* _Your objective_:
Nothing but the lines from the one containing "pub mod demos;" through the end of the entries should be set down, each exactly as written.

[Stored data]
####
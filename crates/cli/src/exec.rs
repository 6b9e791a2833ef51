//! Direct execution of a single example by name, outside the menu.

use playground_core::error::PlaygroundError;
use playground_core::{ExampleRegistry, Result};
use tracing::info;

use crate::contain::run_contained;

pub fn run(registry: &ExampleRegistry, name: &str) -> Result<()> {
    let example = registry
        .find(name)
        .ok_or_else(|| PlaygroundError::UnknownExample(name.to_string()))?;

    info!("running example '{}'", example.name());

    run_contained(example).map_err(|reason| PlaygroundError::ExampleFailed {
        name: example.name().to_string(),
        reason,
    })
}
pub mod demos;
pub mod error;
pub mod grouping;
pub mod logging;
pub mod model;
pub mod registry;

pub use error::Result;
pub use grouping::group_by_topic;
pub use model::{Example, Topic};
pub use registry::ExampleRegistry;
####
* _Exercise solution_:
pub mod demos;
pub mod error;
pub mod grouping;
pub mod logging;
pub mod model;
pub mod registry;

pub use error::Result;
pub use grouping::group_by_topic;
pub use model::{Example, Topic};
pub use registry::ExampleRegistry;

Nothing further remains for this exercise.